How to print the longest line in a file?

I’m looking for the simplest method to print the longest line in a file. I did some googling and surprisingly couldn’t seem to find an answer. I frequently print the length of the longest line in a file, but I don’t know how to actually print the longest line. Can anyone provide a solution to print the longest line in a file? Thanks in advance.

Answers:

Thank you for visiting the Q&A section on Magenaut. Please note that all the answers may not help you solve the issue immediately. So please treat them as advisements. If you found the post helpful (or not), leave a comment & I’ll get back to you as soon as possible.

Method 1

cat ./text | awk ' { if ( length > x ) { x = length; y = $0 } }END{ print y }'

UPD: summarizing all the advices in the comments

awk 'length > max_length { max_length = length; longest_line = $0 } END { print longest_line }' ./text

Method 2

cat filename | awk '{ print length }' | sort -n | tail -1

Method 3

Grep the first longest line

grep -Em1 "^.{$(wc -L <file.txt)}$" file.txt

The command is unusually hard to read without practise because it mixes shell- and regexp syntax.
For explanation, I will use simplified pseudocode first. The lines starting with ## do not run in the shell.
This simplified code uses the file name F, and leaves out quoting and parts of regexps for readability.

How it works

The command has two parts, a grep– and a wc invocation:

## grep "^.{$( wc -L F )}$" F

The wc is used in a process expansion, $( ... ), so it is run before grep. It calculates the length of the longest line. The shell expansion syntax is mixed with the regular expression pattern syntax in a confusing way, so I will decompose the process expansion:

## wc -L F
42
## grep "^.{42}$" F

Here, the process expansion was replaced with the value it would return, creating the grep commandline that is used. We can now read the regular expression more easily: It matches exactly from start (^) to end ($) of the line. The expression between them matches any character except newline, repeated by 42 times. Combined, that is lines that consist of exactly 42 characters.

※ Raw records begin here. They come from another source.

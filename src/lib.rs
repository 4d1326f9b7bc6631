//
// Copyright (c) Dell Inc., or its subsidiaries. All Rights Reserved.
//
// Licensed under the Apache License, Version 2.0 (the "License");
// you may not use this file except in compliance with the License.
// You may obtain a copy of the License at
//
// http://www.apache.org/licenses/LICENSE-2.0
//

//! A durable, single-segment revisioned stream client.
//!
//! [`RevisionedStreamClient`] layers strongly-ordered, typed values, optimistic
//! concurrency (`write_if_at`), a CAS'd bookmark (the "mark"), and prefix
//! truncation on top of an append-only byte segment. It is meant as the
//! primitive higher-level replicated state objects -- configuration
//! registries, coordinator state, reader-group membership -- are built on,
//! the way the donor crate's own `TableSynchronizer` backs its
//! `ReaderGroupState`.
//!
//! The segment store itself (append, read, seal, truncate, attribute CAS) is
//! an external collaborator, modeled here as the [`segment`] module's trait
//! contracts. [`mock::InMemorySegment`] is a faithful in-process reference
//! implementation used by this crate's own tests.

pub mod client;
pub mod config;
pub mod error;
pub mod mock;
pub mod revision;
pub mod segment;
pub mod serializer;
pub mod stream_iterator;

pub use client::RevisionedStreamClient;
pub use config::ClientConfig;
pub use error::RevisionedStreamError;
pub use revision::Revision;
pub use serializer::{CborSerializer, Serializer};
pub use stream_iterator::StreamIterator;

Now, back to real shell commands: The grep option -E (--extended-regexp) allows to not escape the {} for readability. Option -m 1 (--max-count=1) makes it stop after the first line is found. The < in the wc command writes the file to its stdin, to prevent wc from printing the file name together with the length.

Which longest lines?

To make the examples more readable with the filename occurring twice, I will use a variable f for the filename; Each $f in the example could be replaced by the file name.

f="file.txt"

Show the first longest line – the first line that is as long as the longest line:

grep -E -m1 "^.{$(wc -L <"$f")}$" "$f"

Show all longest lines – all lines that are as long as the longest line:

grep -E "^.{$(wc -L <"$f")}$" "$f"

Show the last longest line – the last line that is as long as the longest line:

tac "$f" | grep -E -m1 "^.{$(wc -L <"$f")}$"

Show the single longest line – the longest line longer than all other lines, or fail:

[ $(grep -E "^.{$(wc -L <"$f")}$" "$f" | wc -l) = 1 ] && grep -E "^.{$(wc -L <"$f")}$" "$f"

(The last command is even more inefficient than the others, as it repeats the complete grep command. It should obviously be decomposed so that the output of wc and the lines written by grep are saved to variables.
Note that all longest lines may actually be all lines. For saving in a variable, only the first two lines need to be kept.)

Method 4

sed -rn "/.{$(<file expand -t1 |wc -L)}/{p;q}" file

This first reads the file inside the command substitution and outputs the length of the longest line, (previously, expand converts tabs to spaces, to overcome the semantics of wc -L — each tab in the line will add 8 instead of 1 to line length). This length is then used in a sed expression meaning “find a line this number of characters long, print it, then quit”. So this actually can be as optimal as the longest line is near to the top of the file, heheh (thanks fered for the awesome and constructive comments).

Another, I had thought earlier than the sed one (in bash):

#!/bin/bash
while read -r line; do
    (( ${#line} > max )) && max=${#line} && longest="$line"
done
echo "$longest"

Method 5

Here’s a Perl solution:

perl -e 'while(<>){
           $l=length;  
           $l>$m && do {$c=$_; $m=$l}  
         } print $c' file.txt

Or, if you want to print all the longest lines

perl -e 'while(<>){
           $l=length;
           push @{$k{$l}},$_;
           $m=$l if $l>$m;
         } print @{$k{$m}}' file.txt

Since I had nothing better to do, I ran some benchmarks on a 625M text file. Surprisingly, my Perl solution was consistently faster than the others. Granted, the difference with the accepted awk solution is tiny, but it is there. Obviously, solutions that print multiple lines are slower so I have sorted by type, fastest to slowest.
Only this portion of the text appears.